Today sees the release of August data from the Ulster Bank Northern Ireland PMI®. The latest report – produced for Ulster Bank by S&P Global – indicated that the Northern Ireland private sector remained in contraction as demand continued to be impacted by intense price pressures. That said, there were further signs of inflation softening. Meanwhile, firms remained pessimistic about the year-ahead outlook and the rate of job creation softened to an 18-month low.
NI’s private sector contraction continued last month with output / sales and new orders falling for the fourth month running. While the pace of decline in orders and output eased relative to July, the rate of contraction was still marked.

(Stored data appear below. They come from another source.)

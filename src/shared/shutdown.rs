//! Graceful shutdown handling
//!
//! Provides shutdown signal coordination for the HTTP server task.

use std::sync::atomic::{AtomicBool, Ordering};
use std::sync::Arc;
use std::time::Duration;

use tokio::sync::broadcast;
use tracing::{error, info};

/// Shutdown signal that can be cloned and shared across tasks
#[derive(Clone)]
pub struct ShutdownSignal {
    sender: broadcast::Sender<()>,
    triggered: Arc<AtomicBool>,
}

impl ShutdownSignal {
    pub fn new() -> Self {
        let (sender, _) = broadcast::channel(1);
        Self {
            sender,
            triggered: Arc::new(AtomicBool::new(false)),
        }
    }

    pub fn is_triggered(&self) -> bool {
        self.triggered.load(Ordering::SeqCst)
    }

    pub fn trigger(&self) {
        if !self.triggered.swap(true, Ordering::SeqCst) {
            info!("Shutdown signal triggered");
            let _ = self.sender.send(());
        }
    }

    /// Resolves once [`trigger`](Self::trigger) has been called, including
    /// when it was called before this future was created.
    pub async fn wait(&self) {
        let mut rx = self.sender.subscribe();
        if self.is_triggered() {
            return;
        }
        let _ = rx.recv().await;
    }
}

impl Default for ShutdownSignal {
    fn default() -> Self {
        Self::new()
    }
}

/// Listen for OS shutdown signals (SIGTERM, SIGINT)
pub async fn listen_for_shutdown_signals(shutdown: ShutdownSignal) {
    #[cfg(unix)]
    {
        use tokio::signal::unix::{signal, SignalKind};

        let (mut sigterm, mut sigint) =
            match (signal(SignalKind::terminate()), signal(SignalKind::interrupt())) {
                (Ok(term), Ok(int)) => (term, int),
                (Err(e), _) | (_, Err(e)) => {
                    error!("Failed to install signal handlers: {}", e);
                    return;
                }
            };

        tokio::select! {
            _ = sigterm.recv() => {
                info!("Received SIGTERM signal");
            }
            _ = sigint.recv() => {
                info!("Received SIGINT signal (Ctrl+C)");
            }
        }

        shutdown.trigger();
    }

    #[cfg(not(unix))]
    {
        if let Err(e) = tokio::signal::ctrl_c().await {
            error!("Failed to install Ctrl+C handler: {}", e);
            return;
        }
        info!("Received Ctrl+C signal");
        shutdown.trigger();
    }
}

/// Graceful shutdown coordinator
pub struct ShutdownCoordinator {
    signal: ShutdownSignal,
    timeout: Duration,
}

impl ShutdownCoordinator {
    pub fn new(timeout_secs: u64) -> Self {
        Self {
            signal: ShutdownSignal::new(),
            timeout: Duration::from_secs(timeout_secs),
        }
    }

    pub fn signal(&self) -> ShutdownSignal {
        self.signal.clone()
    }

    /// Upper bound for draining in-flight requests after the signal fired.
    pub fn timeout(&self) -> Duration {
        self.timeout
    }

    pub fn start_signal_listener(&self) {
        let signal = self.signal.clone();
        tokio::spawn(async move {
            listen_for_shutdown_signals(signal).await;
        });
    }
}

impl Default for ShutdownCoordinator {
    fn default() -> Self {
        Self::new(30)
    }
}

Northern Ireland was one of nine of the 12 UK regions to report falling business activity.
Once again, retailers are bearing the brunt of the downturn, posting the steepest falls in demand as the cost-of-living crisis continues to impact on consumers. Retail is also the only sector not to increase staffing levels last month. On the other hand, manufacturing bucked the wider trend as the only sector experiencing a rise in business activity, posting a marginal increase in output last month.

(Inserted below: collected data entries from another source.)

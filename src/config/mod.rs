//! Rules-file configuration
//!
//! Handles loading and validating the ini-style stakeholder rules file.

pub mod loader;
pub mod types;

pub use loader::{load_rules, load_rules_from_str};
pub use types::{GroupRule, StakeholderConfig};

Inflationary pressures continue to be cited as a key factor curbing demand. However, the rate of input price inflation eased to its weakest rate since April last year. But it is worth noting that the price increases that are now being experienced are still stronger than anything reported prior to May 2021.
Positives were thin on the ground in the latest report. Although employment growth continued, it was the weakest pace in 18 months and many firms continued to struggle to find suitable candidates to fill vacancies. The one silver lining with the downturn in demand is that it has eased the pressures on overstretched supply chains. However, this won’t be much consolation to most companies who face an increasingly hostile economic environment and outlook.
We are in the midst of a cost-of-living and cost-of-doing-business emergency with rising energy costs the primary driver behind the squeeze on disposable incomes and profitability. Last week, the UK government announced a range of measures to mitigate against the worst effects of the surge in energy costs and we wait to see and hear how similar measures will be applied to Northern Ireland. The clock is ticking.”
The main findings of the August survey were as follows:
The headline seasonally adjusted Business Activity Index posted 45.4 in August, up from 41.9 in July and the highest reading in three months, but one which nonetheless pointed to a marked reduction in output over the month amid cost pressures and waning demand. The sharpest reduction in activity was seen at retailers, while manufacturing bucked the wider trend and posted a rise in production. A strong inflationary environment led to a further decline in new orders, the fourth in as many months. Concerns about the ongoing impact of inflation on demand meant that companies remained pessimistic regarding the year-ahead outlook for activity.
Price pressures remained elevated in August, but showed further signs of easing, with rates of increase in input costs and output prices at 16- and 17-month lows respectively. Higher energy costs were the principal driver of input price inflation. Companies continued to increase staffing levels, but difficulties finding suitable candidates to fill positions meant that the rate of job creation eased to the softest in the current 18-month sequence of rising employment. Waning demand meant that pressure on supply chains eased, leading to a less marked lengthening of delivery times.